The publisher Robert Delpire died at the age of ninety-one on the 26th September this year. Caroline Benichou, currently Director of the Galerie VU’ in Paris, who worked with him for a decade, pays him this tribute. She chose to accompany her text with an illustration: a portrait of Robert Delpire, which he liked very much, by his friend André François.
He didn’t like, the idea that there should be a panegyric. Nothing displeased him more than eulogies.
Yet it is difficult to do otherwise, today a page has been turned.
Of him, so much remains. My intention is not to draw up (others will do it better than me) an exhaustive list of works accomplished during a life in the service of photography, publishing, authors, exhibitions, graphic arts, illustration, typography and furthermore advertising.
It is for me to pay tribute and to recall his immense contribution to the discovery, knowledge and influence of photography. To his constantly demanding and curious eye and mind, we owe the most beautiful books in photographic publishing, a plethora of major exhibitions (at the Centre national de la Photographie, which he had created with Jack Lang in 1982 but also in many other exhibition spaces around the world), fascinating texts on photography. And also a collection, Photo-Poche, the first collection of small photographic books that he wanted to produce at an affordable price, to allow as many people as possible to access works with a quality of design, iconography, text and manufacture that is both rigorous and impeccable. These black books, nowadays essential references, have enabled and will enable the discovery of photography for generations to come.

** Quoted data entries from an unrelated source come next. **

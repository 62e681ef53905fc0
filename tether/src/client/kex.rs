use std::fmt::{self, Debug, Formatter};
use std::sync::Arc;

use bytes::Bytes;
use log::{debug, error};
use signature::Verifier;
use ssh_encoding::{Decode, Encode};
use ssh_key::{PublicKey, Signature};

use crate::client::Config;
use crate::helpers::EncodedExt;
use crate::kex::{KexAlgorithm, KEXES};
use crate::negotiation::Names;
use crate::session::{Exchange, NewKeys};
use crate::sshbuffer::{IncomingSshPacket, PacketWriter};
use crate::{msg, negotiation, Error, SshId};

/// Whether this is the first exchange of the connection or a re-exchange.
/// A re-exchange carries the session id over; it never changes again.
#[derive(Debug)]
pub(crate) enum KexCause {
    Initial,
    Rekey { session_id: Vec<u8> },
}

impl KexCause {
    pub fn is_rekey(&self) -> bool {
        matches!(self, Self::Rekey { .. })
    }

    fn session_id(&self) -> Option<&[u8]> {
        match self {
            Self::Initial => None,
            Self::Rekey { session_id } => Some(session_id),
        }
    }
}

pub(crate) enum KexProgress {
    NeedsReply { kex: ClientKex },
    Done {
        newkeys: NewKeys,
        server_host_key: PublicKey,
    },
}

#[allow(clippy::large_enum_variant)]
enum ClientKexState {
    Created,
    WaitingForDhReply {
        names: Names,
        kex: Box<dyn KexAlgorithm + Send>,
    },
    WaitingForNewKeys {
        server_host_key: PublicKey,
        newkeys: NewKeys,
    },
}

impl ClientKexState {
    fn label(&self) -> &'static str {
        match self {
            Self::Created => "created",
            Self::WaitingForDhReply { .. } => "waiting for DH reply",
            Self::WaitingForNewKeys { .. } => "waiting for NEWKEYS",
        }
    }
}

/// The client half of one key exchange, driven one packet at a time.
pub(crate) struct ClientKex {
    exchange: Exchange,
    cause: KexCause,
    state: ClientKexState,
    config: Arc<Config>,
}

impl Debug for ClientKex {
    fn fmt(&self, f: &mut Formatter<'_>) -> fmt::Result {
        f.debug_struct("ClientKex")
            .field("cause", &self.cause)
            .field("state", &self.state.label())
            .finish()
    }
}

fn expect_first_byte(input: &IncomingSshPacket, wanted: u8) -> Result<(), Error> {
    let got = input.buffer.first();
    if got == Some(&wanted) {
        Ok(())
    } else {
        error!("unexpected message during key exchange: {got:?}, wanted {wanted}");
        Err(Error::KexInit)
    }
}

impl ClientKex {
    pub fn new(
        config: Arc<Config>,
        client_sshid: &SshId,
        server_sshid: &[u8],
        cause: KexCause,
    ) -> Self {
        Self {
            exchange: Exchange::new(client_sshid.as_kex_hash_bytes(), server_sshid),
            cause,
            state: ClientKexState::Created,
            config,
        }
    }

    /// Send our KEXINIT, keeping the payload for the exchange hash.
    pub fn kexinit(&mut self, output: &mut PacketWriter) -> Result<(), Error> {
        self.exchange.client_kex_init = negotiation::write_kex(&self.config.preferred)?;
        output.packet_raw(&self.exchange.client_kex_init);
        Ok(())
    }

    pub fn step(
        mut self,
        input: &IncomingSshPacket,
        output: &mut PacketWriter,
    ) -> Result<KexProgress, Error> {
        match self.state {
            ClientKexState::Created => {
                // The server's KEXINIT settles the algorithm choice.
                expect_first_byte(input, msg::KEXINIT)?;
                self.exchange.server_kex_init.extend(&input.buffer);
                let names = negotiation::read_kex(&input.buffer, &self.config.preferred)?;
                debug!("negotiated algorithms: {names:?}");

                let mut kex = KEXES.get(&names.kex).ok_or(Error::UnknownAlgo)?.make();
                output.packet(|w| {
                    kex.client_dh(&mut self.exchange.client_ephemeral, w)?;
                    Ok(())
                })?;

                self.state = ClientKexState::WaitingForDhReply { names, kex };
                Ok(KexProgress::NeedsReply { kex: self })
            }
            ClientKexState::WaitingForDhReply { mut names, mut kex } => {
                if names.ignore_guessed {
                    // The packet following the server KEXINIT was a wrong
                    // first_kex_packet_follows guess; skip it once.
                    debug!("ignoring guessed kex packet");
                    names.ignore_guessed = false;
                    self.state = ClientKexState::WaitingForDhReply { names, kex };
                    return Ok(KexProgress::NeedsReply { kex: self });
                }

                expect_first_byte(input, msg::KEX_ECDH_REPLY)?;
                #[allow(clippy::indexing_slicing)] // first byte checked above
                let reader = &mut &input.buffer[1..];

                let host_key_blob = Bytes::decode(reader)?;
                let server_host_key = PublicKey::from_bytes(&host_key_blob)?;
                debug!("server host key: {:?}", server_host_key.to_openssh());

                let server_ephemeral = Bytes::decode(reader)?;
                self.exchange.server_ephemeral.extend(&server_ephemeral);
                kex.compute_shared_secret(&self.exchange.server_ephemeral)?;

                let hash =
                    kex.compute_exchange_hash(&host_key_blob.encoded()?, &self.exchange)?;

                let sig_blob = Bytes::decode(reader)?;
                let signature = Signature::decode(&mut &sig_blob[..])?;
                if let Err(e) = Verifier::verify(&server_host_key, &hash, &signature) {
                    debug!("exchange hash signature did not verify: {e:?}");
                    return Err(Error::WrongServerSig);
                }

                let newkeys =
                    derive_newkeys(hash, &*kex, names, &self.exchange, self.cause.session_id())?;
                output.packet(|w| {
                    msg::NEWKEYS.encode(w)?;
                    Ok(())
                })?;

                self.state = ClientKexState::WaitingForNewKeys {
                    server_host_key,
                    newkeys,
                };
                Ok(KexProgress::NeedsReply { kex: self })
            }
            ClientKexState::WaitingForNewKeys {
                server_host_key,
                newkeys,
            } => {
                expect_first_byte(input, msg::NEWKEYS)?;
                Ok(KexProgress::Done {
                    newkeys,
                    server_host_key,
                })
            }
        }
    }
}

fn derive_newkeys(
    hash: Vec<u8>,
    kex: &(dyn KexAlgorithm + Send),
    names: Names,
    exchange: &Exchange,
    session_id: Option<&[u8]>,
) -> Result<NewKeys, Error> {
    // On the initial exchange the exchange hash becomes the session id.
    let session_id = session_id.unwrap_or(&hash);
    let cipher = kex.compute_keys(
        session_id,
        &hash,
        names.cipher,
        names.server_mac,
        names.client_mac,
        false,
    )?;
    Ok(NewKeys {
        exchange: exchange.clone(),
        names,
        cipher,
        session_id: session_id.to_vec(),
    })
}
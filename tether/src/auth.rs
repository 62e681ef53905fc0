// Licensed under the Apache License, Version 2.0 (the "License");
// you may not use this file except in compliance with the License.
// You may obtain a copy of the License at
//
// http://www.apache.org/licenses/LICENSE-2.0
//
// Unless required by applicable law or agreed to in writing, software
// distributed under the License is distributed on an "AS IS" BASIS,
// WITHOUT WARRANTIES OR CONDITIONS OF ANY KIND, either express or implied.
// See the License for the specific language governing permissions and
// limitations under the License.
//

//! User authentication: methods, credentials and the ordered retry flow.

use std::collections::VecDeque;
use std::ops::Deref;
use std::str::FromStr;
use std::sync::Arc;

use ssh_key::PrivateKey;

use crate::helpers::NameList;

/// A method name from RFC 4252, without the credential that goes with it.
#[derive(Debug, Clone, Copy, PartialEq, Eq)]
pub enum MethodKind {
    None,
    Password,
    PublicKey,
    HostBased,
    KeyboardInteractive,
}

impl MethodKind {
    pub fn as_str(&self) -> &'static str {
        match self {
            Self::None => "none",
            Self::Password => "password",
            Self::PublicKey => "publickey",
            Self::HostBased => "hostbased",
            Self::KeyboardInteractive => "keyboard-interactive",
        }
    }
}

impl FromStr for MethodKind {
    type Err = ();

    fn from_str(name: &str) -> Result<MethodKind, Self::Err> {
        match name {
            "none" => Ok(Self::None),
            "password" => Ok(Self::Password),
            "publickey" => Ok(Self::PublicKey),
            "hostbased" => Ok(Self::HostBased),
            "keyboard-interactive" => Ok(Self::KeyboardInteractive),
            _ => Err(()),
        }
    }
}

/// An ordered set of authentication methods. Order is the order the server
/// listed them in; unknown names are dropped on parse.
#[derive(Debug, Clone, PartialEq, Eq)]
pub struct MethodSet(Vec<MethodKind>);

impl Deref for MethodSet {
    type Target = [MethodKind];

    fn deref(&self) -> &Self::Target {
        &self.0
    }
}

impl From<&NameList> for MethodSet {
    fn from(list: &NameList) -> Self {
        Self(
            list.0
                .iter()
                .filter_map(|name| name.parse().ok())
                .collect(),
        )
    }
}

impl MethodSet {
    pub fn empty() -> Self {
        Self(Vec::new())
    }

    /// Every method the engine knows about. Used before the server has
    /// stated any restriction.
    pub fn all() -> Self {
        Self(vec![
            MethodKind::None,
            MethodKind::Password,
            MethodKind::PublicKey,
            MethodKind::HostBased,
            MethodKind::KeyboardInteractive,
        ])
    }

    pub fn contains(&self, method: MethodKind) -> bool {
        self.0.contains(&method)
    }

    pub fn remove(&mut self, method: MethodKind) {
        self.0.retain(|x| *x != method);
    }

    /// Append a method, moving it to the end if it was already present.
    pub fn push(&mut self, method: MethodKind) {
        self.remove(method);
        self.0.push(method);
    }
}

/// The outcome of one authentication attempt, as reported by the server.
#[derive(Debug, Clone, PartialEq, Eq)]
pub enum AuthResult {
    Success,
    Failure {
        /// Methods the server is still willing to accept.
        remaining_methods: MethodSet,
        /// True when the attempt was accepted but the server wants more.
        partial_success: bool,
    },
}

impl AuthResult {
    pub fn success(&self) -> bool {
        matches!(self, AuthResult::Success)
    }
}

/// One credential, consumed by one authentication attempt.
#[derive(Debug, Clone)]
pub enum Method {
    None,
    Password { password: String },
    PublicKey { key: Arc<PrivateKey> },
}

impl Method {
    pub fn kind(&self) -> MethodKind {
        match self {
            Method::None => MethodKind::None,
            Method::Password { .. } => MethodKind::Password,
            Method::PublicKey { .. } => MethodKind::PublicKey,
        }
    }
}

/// Drives ordered credentials against the server's remaining-methods set,
/// under a fixed attempt budget.
///
/// A failed credential is consumed; further credentials of the same kind
/// may still be attempted while the server keeps offering the method. When
/// `next()` returns `None` the caller reports
/// [`AuthenticationExhausted`][crate::Error::AuthenticationExhausted].
#[derive(Debug)]
pub struct AuthFlow {
    credentials: VecDeque<Method>,
    remaining: MethodSet,
    attempts_left: usize,
}

impl AuthFlow {
    pub fn new(credentials: impl IntoIterator<Item = Method>, attempt_limit: usize) -> Self {
        Self {
            credentials: credentials.into_iter().collect(),
            remaining: MethodSet::all(),
            attempts_left: attempt_limit,
        }
    }

    /// The next credential to attempt: the first one whose method the
    /// server still allows. `None` once the attempt budget or the usable
    /// credentials run out.
    pub fn next(&mut self) -> Option<Method> {
        if self.attempts_left == 0 {
            return None;
        }
        let position = self
            .credentials
            .iter()
            .position(|c| self.remaining.contains(c.kind()))?;
        self.attempts_left -= 1;
        self.credentials.remove(position)
    }

    /// Record a failed attempt: the server's remaining-methods list
    /// replaces the allowed set. On partial success the flow simply keeps
    /// going; only a success response ends it.
    pub fn on_failure(&mut self, remaining_methods: MethodSet) {
        self.remaining = remaining_methods;
    }
}
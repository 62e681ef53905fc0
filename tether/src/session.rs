// Licensed under the Apache License, Version 2.0 (the "License");
// you may not use this file except in compliance with the License.
// You may obtain a copy of the License at
//
// http://www.apache.org/licenses/LICENSE-2.0
//
// Unless required by applicable law or agreed to in writing, software
// distributed under the License is distributed on an "AS IS" BASIS,
// WITHOUT WARRANTIES OR CONDITIONS OF ANY KIND, either express or implied.
// See the License for the specific language governing permissions and
// limitations under the License.
//

//! Session state shared between the handshake and the event loop: the
//! channel arena, the cleartext write queue and the re-key bookkeeping.

use std::collections::HashMap;
use std::fmt::{Debug, Formatter};
use std::mem::replace;
use std::num::Wrapping;
use std::time::Instant;

use byteorder::{BigEndian, ByteOrder};
use log::{debug, trace};
use ssh_encoding::Encode;

use crate::cipher::OpeningKey;
use crate::sshbuffer::PacketWriter;
use crate::{auth, cipher, msg, negotiation, ChannelId, ChannelParams, Disconnect, Limits};

/// Everything that only exists once the first key exchange has finished.
#[derive(Debug)]
pub(crate) struct Encrypted {
    pub state: EncryptedState,

    // Only None for the moment a re-exchange takes it out with mem::replace.
    pub exchange: Option<Exchange>,
    pub session_id: Vec<u8>,
    pub channels: HashMap<ChannelId, ChannelParams>,
    pub last_channel_id: Wrapping<u32>,
    /// Cleartext packets queued for the next flush, each behind its own
    /// length prefix. Held back entirely while a re-exchange runs.
    pub outgoing: Vec<u8>,
    pub flushed: usize,
    pub last_rekey: Instant,
    pub rekey_wanted: bool,
}

#[derive(Debug)]
pub(crate) enum EncryptedState {
    WaitingAuthServiceRequest { sent: bool, accepted: bool },
    WaitingAuthRequest,
    Authenticated,
}

pub(crate) struct CommonSession<Config> {
    pub auth_user: String,
    pub config: Config,
    pub encrypted: Option<Encrypted>,
    pub auth_method: Option<auth::Method>,
    pub packet_writer: PacketWriter,
    pub opening_cipher: Box<dyn OpeningKey + Send>,
    pub disconnected: bool,
}

impl<C> Debug for CommonSession<C> {
    fn fmt(&self, f: &mut Formatter<'_>) -> std::fmt::Result {
        f.debug_struct("CommonSession")
            .field("auth_user", &self.auth_user)
            .field("encrypted", &self.encrypted)
            .field("disconnected", &self.disconnected)
            .finish()
    }
}

impl<C> CommonSession<C> {
    /// Install the keys of a finished exchange. On the initial exchange this
    /// creates the encrypted state; on a re-exchange it swaps the ciphers in
    /// place and everything else (channels, session id) survives.
    pub fn newkeys(&mut self, newkeys: NewKeys) {
        if let Some(ref mut enc) = self.encrypted {
            enc.exchange = Some(newkeys.exchange);
            enc.last_rekey = Instant::now();
        }
        self.install_ciphers(newkeys.cipher);
    }

    pub fn encrypted(&mut self, state: EncryptedState, newkeys: NewKeys) {
        self.encrypted = Some(Encrypted {
            exchange: Some(newkeys.exchange),
            session_id: newkeys.session_id,
            state,
            channels: HashMap::new(),
            last_channel_id: Wrapping(1),
            outgoing: Vec::new(),
            flushed: 0,
            last_rekey: Instant::now(),
            rekey_wanted: false,
        });
        self.install_ciphers(newkeys.cipher);
    }

    fn install_ciphers(&mut self, pair: cipher::CipherPair) {
        self.opening_cipher = pair.opening;
        self.packet_writer.set_cipher(pair.sealing);
    }

    /// Queue a `DISCONNECT` message; the first call wins.
    pub fn disconnect(
        &mut self,
        reason: Disconnect,
        description: &str,
        language_tag: &str,
    ) -> Result<(), crate::Error> {
        if replace(&mut self.disconnected, true) {
            return Ok(());
        }
        // Before the first kex finishes the message goes straight into the
        // cleartext writer; after it, through the sealed queue.
        let buf = match self.encrypted {
            Some(ref mut enc) => &mut enc.outgoing,
            None => &mut self.packet_writer.buffer().buffer,
        };
        push_packet!(buf, {
            msg::DISCONNECT.encode(buf)?;
            (reason as u32).encode(buf)?;
            description.encode(buf)?;
            language_tag.encode(buf)?;
        });
        Ok(())
    }
}

impl Encrypted {
    /// Queue a one-recipient message (EOF, CLOSE, CHANNEL_SUCCESS, ...).
    pub fn byte(&mut self, channel: ChannelId, msg: u8) -> Result<(), crate::Error> {
        let Some(params) = self.channels.get(&channel) else {
            return Ok(());
        };
        let recipient = params.recipient_channel;
        push_packet!(self.outgoing, {
            self.outgoing.push(msg);
            recipient.encode(&mut self.outgoing)?;
        });
        Ok(())
    }

    pub fn eof(&mut self, channel: ChannelId) -> Result<(), crate::Error> {
        if self.has_pending_data(channel) {
            // Goes out once the queued data has drained.
            if let Some(c) = self.channels.get_mut(&channel) {
                c.pending_eof = true;
            }
            return Ok(());
        }
        self.byte(channel, msg::CHANNEL_EOF)
    }

    pub fn close(&mut self, channel: ChannelId) -> Result<(), crate::Error> {
        if self.has_pending_data(channel) {
            if let Some(c) = self.channels.get_mut(&channel) {
                c.pending_close = true;
            }
            return Ok(());
        }
        self.byte(channel, msg::CHANNEL_CLOSE)?;
        self.channels.remove(&channel);
        Ok(())
    }

    /// Refuse a server-initiated `CHANNEL_OPEN` outright.
    pub fn refuse_channel_open(&mut self, remote_id: u32) -> Result<(), crate::Error> {
        push_packet!(self.outgoing, {
            self.outgoing.push(msg::CHANNEL_OPEN_FAILURE);
            remote_id.encode(&mut self.outgoing)?;
            (msg::SSH_OPEN_ADMINISTRATIVELY_PROHIBITED as u32).encode(&mut self.outgoing)?;
            "open administratively prohibited".encode(&mut self.outgoing)?;
            "".encode(&mut self.outgoing)?;
        });
        Ok(())
    }

    /// Debit our receive window for `data` and, once it has fallen below
    /// half of `target`, queue a `CHANNEL_WINDOW_ADJUST` restoring it.
    pub fn adjust_window_size(
        &mut self,
        channel: ChannelId,
        data: &[u8],
        target: u32,
    ) -> Result<(), crate::Error> {
        let Some(params) = self.channels.get_mut(&channel) else {
            return Ok(());
        };
        // Data past the advertised window is ignored, not debited.
        // https://tools.ietf.org/html/rfc4254#section-5.2
        let consumed = data.len() as u32;
        if consumed <= params.sender_window_size {
            params.sender_window_size -= consumed;
        }
        if params.sender_window_size >= target / 2 {
            return Ok(());
        }
        let grant = target - params.sender_window_size;
        trace!("replenishing window of {} by {grant}", params.sender_channel);
        params.sender_window_size = target;
        let recipient = params.recipient_channel;
        push_packet!(self.outgoing, {
            self.outgoing.push(msg::CHANNEL_WINDOW_ADJUST);
            recipient.encode(&mut self.outgoing)?;
            grant.encode(&mut self.outgoing)?;
        });
        Ok(())
    }

    /// Send data on a confirmed channel; `ext` selects an extended stream.
    /// Whatever exceeds the remote window is queued. While a re-exchange
    /// runs, new data queues behind data already held back so that nothing
    /// overtakes.
    pub fn data(
        &mut self,
        channel: ChannelId,
        ext: Option<u32>,
        buf: Vec<u8>,
        is_rekeying: bool,
    ) -> Result<(), crate::Error> {
        let Some(params) = self.channels.get_mut(&channel) else {
            debug!("data for unknown channel {channel:?}");
            return Ok(());
        };
        if !params.confirmed {
            return Err(crate::Error::WrongChannel);
        }
        if is_rekeying && !params.pending_data.is_empty() {
            params.pending_data.push_back((buf, ext, 0));
            return Ok(());
        }
        let sent = Self::push_data(&mut self.outgoing, params, &buf, ext, 0)?;
        if sent < buf.len() {
            params.pending_data.push_back((buf, ext, sent));
        }
        Ok(())
    }

    /// Write as much of `buf[offset..]` as the remote window allows,
    /// splitting at the negotiated maximum packet size. Returns how many
    /// bytes were consumed.
    fn push_data(
        out: &mut Vec<u8>,
        channel: &mut ChannelParams,
        buf: &[u8],
        ext: Option<u32>,
        offset: usize,
    ) -> Result<usize, crate::Error> {
        let window = channel.recipient_window_size as usize;
        let end = buf.len().min(offset + window);
        let mut chunk_start = offset;
        while chunk_start < end {
            let chunk_end =
                end.min(chunk_start + channel.recipient_maximum_packet_size as usize);
            #[allow(clippy::indexing_slicing)] // bounded by end <= buf.len()
            let chunk = &buf[chunk_start..chunk_end];
            push_packet!(out, {
                out.push(if ext.is_some() {
                    msg::CHANNEL_EXTENDED_DATA
                } else {
                    msg::CHANNEL_DATA
                });
                channel.recipient_channel.encode(out)?;
                if let Some(code) = ext {
                    code.encode(out)?;
                }
                chunk.encode(out)?;
            });
            channel.recipient_window_size -= chunk.len() as u32;
            chunk_start = chunk_end;
        }
        Ok(end - offset)
    }

    /// Drain a channel's queue into the write buffer as far as the window
    /// allows; the flag says whether the queue emptied.
    fn drain_pending(
        out: &mut Vec<u8>,
        channel: &mut ChannelParams,
    ) -> Result<(usize, bool), crate::Error> {
        let mut wrote = 0;
        while let Some((buf, ext, offset)) = channel.pending_data.pop_front() {
            let n = Self::push_data(out, channel, &buf, ext, offset)?;
            wrote += n;
            if offset + n < buf.len() {
                channel.pending_data.push_front((buf, ext, offset + n));
                return Ok((wrote, false));
            }
        }
        Ok((wrote, true))
    }

    /// Resume a channel stalled on its window, then deliver a deferred
    /// EOF/CLOSE if the queue fully drained. Returns the number of bytes
    /// unqueued.
    pub fn flush_pending(&mut self, channel: ChannelId) -> Result<usize, crate::Error> {
        let Some(params) = self.channels.get_mut(&channel) else {
            return Ok(0);
        };
        let (wrote, drained) = Self::drain_pending(&mut self.outgoing, params)?;
        let (send_eof, send_close) = if drained {
            (
                replace(&mut params.pending_eof, false),
                replace(&mut params.pending_close, false),
            )
        } else {
            (false, false)
        };
        if send_eof {
            self.byte(channel, msg::CHANNEL_EOF)?;
        }
        if send_close {
            self.byte(channel, msg::CHANNEL_CLOSE)?;
            self.channels.remove(&channel);
        }
        Ok(wrote)
    }

    /// After a re-exchange, release the data every channel held back.
    pub fn flush_all_pending(&mut self) -> Result<(), crate::Error> {
        let ids: Vec<ChannelId> = self.channels.keys().copied().collect();
        for id in ids {
            self.flush_pending(id)?;
        }
        Ok(())
    }

    pub fn has_pending_data(&self, channel: ChannelId) -> bool {
        self.channels
            .get(&channel)
            .is_some_and(|c| !c.pending_data.is_empty())
    }

    /// Seal the queued cleartext packets and say whether the re-keying
    /// thresholds have been crossed.
    pub fn flush(
        &mut self,
        limits: &Limits,
        writer: &mut PacketWriter,
    ) -> Result<bool, crate::Error> {
        while self.flushed < self.outgoing.len() {
            #[allow(clippy::indexing_slicing)] // the cursor stays on packet bounds
            let len = BigEndian::read_u32(&self.outgoing[self.flushed..]) as usize;
            let start = self.flushed + 4;
            #[allow(clippy::indexing_slicing)]
            writer.packet_raw(&self.outgoing[start..start + len]);
            self.flushed = start + len;
        }
        self.flushed = 0;
        self.outgoing.clear();

        Ok(replace(&mut self.rekey_wanted, false)
            || writer.buffer().bytes >= limits.rekey_write_limit
            || self.last_rekey.elapsed() >= limits.rekey_time_limit)
    }

    /// Allocate a local channel id; the counter wraps on very long sessions,
    /// so ids still in use are skipped.
    pub fn new_channel(&mut self, window_size: u32, maxpacket: u32) -> ChannelId {
        loop {
            self.last_channel_id += Wrapping(1);
            let id = ChannelId(self.last_channel_id.0);
            if self.channels.contains_key(&id) {
                continue;
            }
            self.channels
                .insert(id, ChannelParams::new(id, window_size, maxpacket));
            return id;
        }
    }
}

/// The inputs of the exchange hash, collected as the handshake progresses.
#[derive(Debug, Default, Clone)]
pub struct Exchange {
    pub client_id: Vec<u8>,
    pub server_id: Vec<u8>,
    pub client_kex_init: Vec<u8>,
    pub server_kex_init: Vec<u8>,
    pub client_ephemeral: Vec<u8>,
    pub server_ephemeral: Vec<u8>,
}

impl Exchange {
    pub fn new(client_id: &[u8], server_id: &[u8]) -> Self {
        Exchange {
            client_id: client_id.to_vec(),
            server_id: server_id.to_vec(),
            ..Self::default()
        }
    }
}

#[derive(Debug)]
pub(crate) struct NewKeys {
    pub exchange: Exchange,
    pub names: negotiation::Names,
    pub cipher: cipher::CipherPair,
    pub session_id: Vec<u8>,
}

His offices in the Rue de l’Abbaye in Paris were a rare place, of work but also of conviviality. Though the layouts were spread out on an enormous table (“The form, it’s the bottom which comes to the surface”, he liked to recall, quoting Victor Hugo), the studio resounded with the activities of the graphic designers and the iconographers, the artists (photographers, writers, photographic historians…) faithful to his talent, his loyalty and his friendship, his rigour and his intellectual complicity, followed one another for work or social visits. So Henri Cartier-Bresson, Marc Riboud, Josef Koudelka, Michel Vanden Eeckhoudt, Sarah Moon, William Klein, Michael Ackerman, Christian Caujolle, Erik Orsenna… came to share studious or enthusiastic hours and passionate conversations.
Sometimes, at the end of a difficult day, as he left, he would say to me, with a sidelong smile, “After all, they’re only photographs”, then he would arrive the next day declaring (quoting the leitmotif of one of his schoolteachers), “Not difficult, not amusing”.
To pay a tribute to all those with whom he had worked, he wanted to title the exhibition devoted to him by the Rencontres d’Arles, and the Maison européenne de la Photographie in 2009, “A Thousand Thanks”. The title changed, for forgotten reasons, no doubt the ups and downs of the project. Today, it’s up to us, professionals and lovers of photography, artists and photographers, to say, “A thousand thanks, Robert Delpire”.